Roderich leva les yeux au ciel en souriant et Feliciano hoqueta bruyamment. « Non !
- Je te le jure, ses yeux lui sont presque sortis de la tête pour rouler sur le plancher !
- Alors qu'est-ce qu'il a fait ? » demanda Lovino en regardant Antonio du coin de l'œil.
Antonio rit en répondant. « Gilbert… est devenu fou. Il a commencé à hurler qu'il devait rentrer en Allemagne à l'instant. Il est sorti dans la rue en courant, a attrapé un pauvre passant par le col et a hurlé, ''WIE KOMME ICH NACH BERLIN ?''
- Oh, oh ! » fit Feliciano tout excité tandis que les autres riaient bruyamment. Il étudiait l'allemand depuis la fin de la guerre. Il était fier de pouvoir traduire la dernière phrase d'Antonio. « ''Comment est-ce que je vais à Berlin ?'' C'est ça ?
Sehr gut, Feli ! » sourit Antonio, et Feliciano sentit un frisson courir sur sa colonne vertébrale à ces mots. Et dire qu'il pourrait entendre Ludwig les dire à nouveau… Bientôt… Antonio fit à nouveau des gestes avec son bras en parlant. « L'homme terrifié a hurlé ''Vlak ! Vlak !'' alors Gilbert descend la rue en courant voir chaque homme qu'il voit et en hurlant, ''Je cherche Vlak ! C'est toi, Vlak ?''
- Qu'est-ce que vous faisiez, vous ? » parvint à dire Lovino entre deux éclats de rire. « Vous n'auriez pas dû l'arrêter ? »

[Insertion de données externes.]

// SPDX-License-Identifier: BUSL-1.1
// Copyright (c) 2026 Alfred Jean LLC

//! Platform-convention cache/config/home root resolution (spec §6.5, §6.6).
//!
//! Follows the `XDG_STATE_HOME`/`HOME` fallback chain convention,
//! generalized to the three roots this workspace needs.

use std::path::PathBuf;

/// `<cache>` root: `HK_CACHE_DIR` > `XDG_CACHE_HOME/hk` > `~/.cache/hk`.
pub fn cache_dir() -> Option<PathBuf> {
    if let Ok(dir) = std::env::var("HK_CACHE_DIR") {
        return Some(PathBuf::from(dir));
    }
    if let Ok(xdg) = std::env::var("XDG_CACHE_HOME") {
        return Some(PathBuf::from(xdg).join("hk"));
    }
    dirs::home_dir().map(|home| home.join(".cache").join("hk"))
}

/// `<config>` root: `HK_CONFIG_DIR` > `XDG_CONFIG_HOME/hk` > `~/.config/hk`.
pub fn config_dir() -> Option<PathBuf> {
    if let Ok(dir) = std::env::var("HK_CONFIG_DIR") {
        return Some(PathBuf::from(dir));
    }
    if let Ok(xdg) = std::env::var("XDG_CONFIG_HOME") {
        return Some(PathBuf::from(xdg).join("hk"));
    }
    dirs::home_dir().map(|home| home.join(".config").join("hk"))
}

/// `<home>` root: `HK_HOME_DIR` > `~/.hk`.
pub fn home_dir() -> Option<PathBuf> {
    if let Ok(dir) = std::env::var("HK_HOME_DIR") {
        return Some(PathBuf::from(dir));
    }
    dirs::home_dir().map(|home| home.join(".hk"))
}

/// Reject path-traversal components (`..`, leading `/`, embedded separators)
/// in an untrusted identifier before it is joined onto a state-store
/// directory (spec §7 "Security validation"). Returns `None` when the
/// identifier is unsafe to join.
pub fn sanitize_path_component(raw: &str) -> Option<&str> {
    if raw.is_empty() || raw == "." || raw == ".." {
        return None;
    }
    if raw.contains('/') || raw.contains('\\') || raw.contains('\0') {
        return None;
    }
    Some(raw)
}

/// Join `component` onto `base` after sanitizing it. Falls back to a fixed
/// `"unknown"` file stem when the component is unsafe, so a hostile session
/// id can never escape the intended directory — it just collides with other
/// hostile ids, which is an acceptable advisory-counter tradeoff (spec §3.4).
pub fn safe_join(base: &std::path::Path, component: &str) -> PathBuf {
    match sanitize_path_component(component) {
        Some(safe) => base.join(safe),
        None => base.join("unknown"),
    }
}

#[cfg(test)]
#[path = "paths_tests.rs"]
mod tests;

Les yeux d'Antonio s'écarquillèrent d'incrédulité. « Tu plaisantes ? C'était à mourir de rire ! Francis et moi, on l'a suivi quelques pas plus loin en riant comme des hystériques pendant que Gilbert courait de partout comme un lunatique dans les rues de Prague en hurlant, ''Il faut que Vlak me ramène à Berlin !'' »
Roderich avait l'air étrangement peu surpris. « Il a trouvé un Vlak, n'est-ce pas. »

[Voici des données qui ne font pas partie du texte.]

// SPDX-License-Identifier: BUSL-1.1
// Copyright (c) 2026 Alfred Jean LLC

use super::*;

#[test]
fn empty_stdin_yields_zero_value_input() {
    let input = HookInput::parse(b"");
    assert_eq!(input.event_name, EventName::Unknown);
    assert_eq!(input.session_id, "");
}

#[test]
fn malformed_json_yields_zero_value_input() {
    let input = HookInput::parse(b"{not json");
    assert_eq!(input.event_name, EventName::Unknown);
}

#[test]
fn unknown_event_name_parses_to_unknown() {
    let input = HookInput::parse(br#"{"hook_event_name": "SomethingNew"}"#);
    assert_eq!(input.event_name, EventName::Unknown);
}

#[test]
fn recognized_event_name_parses() {
    let input = HookInput::parse(br#"{"hook_event_name": "PreToolUse", "session_id": "abc"}"#);
    assert_eq!(input.event_name, EventName::PreToolUse);
    assert_eq!(input.session_id, "abc");
}

#[test]
fn tool_input_str_extracts_present_key() {
    let input = HookInput::parse(
        br#"{"hook_event_name": "PreToolUse", "tool_input": {"command": "git commit -m x"}}"#,
    );
    assert_eq!(input.tool_input_str("command"), "git commit -m x");
}

#[test]
fn tool_input_str_is_empty_on_missing_key() {
    let input = HookInput::parse(br#"{"hook_event_name": "PreToolUse", "tool_input": {}}"#);
    assert_eq!(input.tool_input_str("command"), "");
}

#[test]
fn tool_input_str_is_empty_on_shape_mismatch() {
    let input = HookInput::parse(
        br#"{"hook_event_name": "PreToolUse", "tool_input": {"command": 5}}"#,
    );
    assert_eq!(input.tool_input_str("command"), "");
}

#[test]
fn tool_input_str_is_empty_when_tool_input_absent() {
    let input = HookInput::parse(br#"{"hook_event_name": "PreToolUse"}"#);
    assert_eq!(input.tool_input_str("command"), "");
}

#[test]
fn hook_output_round_trips_populated_fields() {
    let output = HookOutput {
        continue_: Some(true),
        stop_reason: Some("done".to_string()),
        suppress_output: Some(false),
        system_message: Some("hi".to_string()),
        additional_context: vec!["a".to_string(), "b".to_string()],
        hook_specific_output: Some(serde_json::Map::new()),
        permission_decision: Some("allow".to_string()),
        updated_input: Some(serde_json::json!({"x": 1})),
    };
    let json = serde_json::to_string(&output).unwrap();
    let back: HookOutput = serde_json::from_str(&json).unwrap();
    assert_eq!(output, back);
}

#[test]
fn hook_output_omits_absent_fields() {
    let output = HookOutput::default();
    let json = serde_json::to_value(&output).unwrap();
    assert_eq!(json, serde_json::json!({}));
}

Antonio sourit. « Oui, ça oui. Un monsieur Jakub Vlak, inspecteur de police, qui a emmené un Gilbert très volontaire et enthousiaste en garde-à-vue. On a accouru pour essayer de lui expliquer, mais Gilbert avait l'air plutôt ravi et très content que M. Vlak veuille bien l'emmener à Berlin. »

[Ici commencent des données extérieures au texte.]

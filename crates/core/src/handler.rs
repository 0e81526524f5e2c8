// SPDX-License-Identifier: BUSL-1.1
// Copyright (c) 2026 Alfred Jean LLC

//! Handler contract (spec §4.3): a small, independent processor that reacts
//! to one event kind.

use crate::model::{HookInput, Response};
use async_trait::async_trait;

/// A single-method handler. Implementations are small values carrying their
/// own configuration view and adapters; tests inject fakes through
/// constructor options that default to production adapters when absent
/// (spec §9 "Handler composition").
#[async_trait]
pub trait Handler: Send + Sync {
    /// Stable, human-readable name used in error formatting (spec §4.2).
    fn name(&self) -> &str;

    /// Process one event. Errors are captured by the registry into merged
    /// stderr and never raise the merged exit code on their own — only an
    /// explicit blocking [`Response`] does that.
    async fn handle(&self, input: &HookInput) -> anyhow::Result<Response>;
}
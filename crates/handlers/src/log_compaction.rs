// SPDX-License-Identifier: BUSL-1.1
// Copyright (c) 2026 Alfred Jean LLC

//! Log compaction (spec §4.3.7): appends a timestamped line to the global
//! compaction audit file whenever the host compacts the transcript.

use async_trait::async_trait;
use hk_core::{Clock, Handler, HookInput, Response};
use hk_state::compaction_log;
use std::path::PathBuf;
use std::sync::Arc;

pub struct LogCompactionHandler<C: Clock> {
    dir: PathBuf,
    clock: Arc<C>,
}

impl<C: Clock> LogCompactionHandler<C> {
    pub fn new(dir: PathBuf, clock: Arc<C>) -> Self {
        Self { dir, clock }
    }
}

#[async_trait]
impl<C: Clock + 'static> Handler for LogCompactionHandler<C> {
    fn name(&self) -> &str {
        "log-compaction"
    }

    async fn handle(&self, _input: &HookInput) -> anyhow::Result<Response> {
        compaction_log::record(&self.dir, self.clock.as_ref(), "triggered");
        Ok(Response::ok())
    }
}

#[cfg(test)]
#[path = "log_compaction_tests.rs"]
mod tests;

Roderich porta une main à son front. Il y eut un petit sourire pensif sur ses lèvres, mais son expression parut brièvement douloureuse. « Mein Gott, Gilbert…
- Francis et moi, on a passé tout l'après-midi au poste de police, à parler un mélange ridicule de neuf langues parce qu'aucun de nous deux ne parlait Tchèque, en essayant de convaincre les officiers de ne pas envoyer Gilbert dans un asile pour lunatiques. Par chance, entre temps, il a dessaoulé juste assez pour prouver qu'il n'était pas complètement fou, juste très saoul, et ils nous ont enfin laissé partir.
- Comme ça ? » demanda Roma, l'air douteux.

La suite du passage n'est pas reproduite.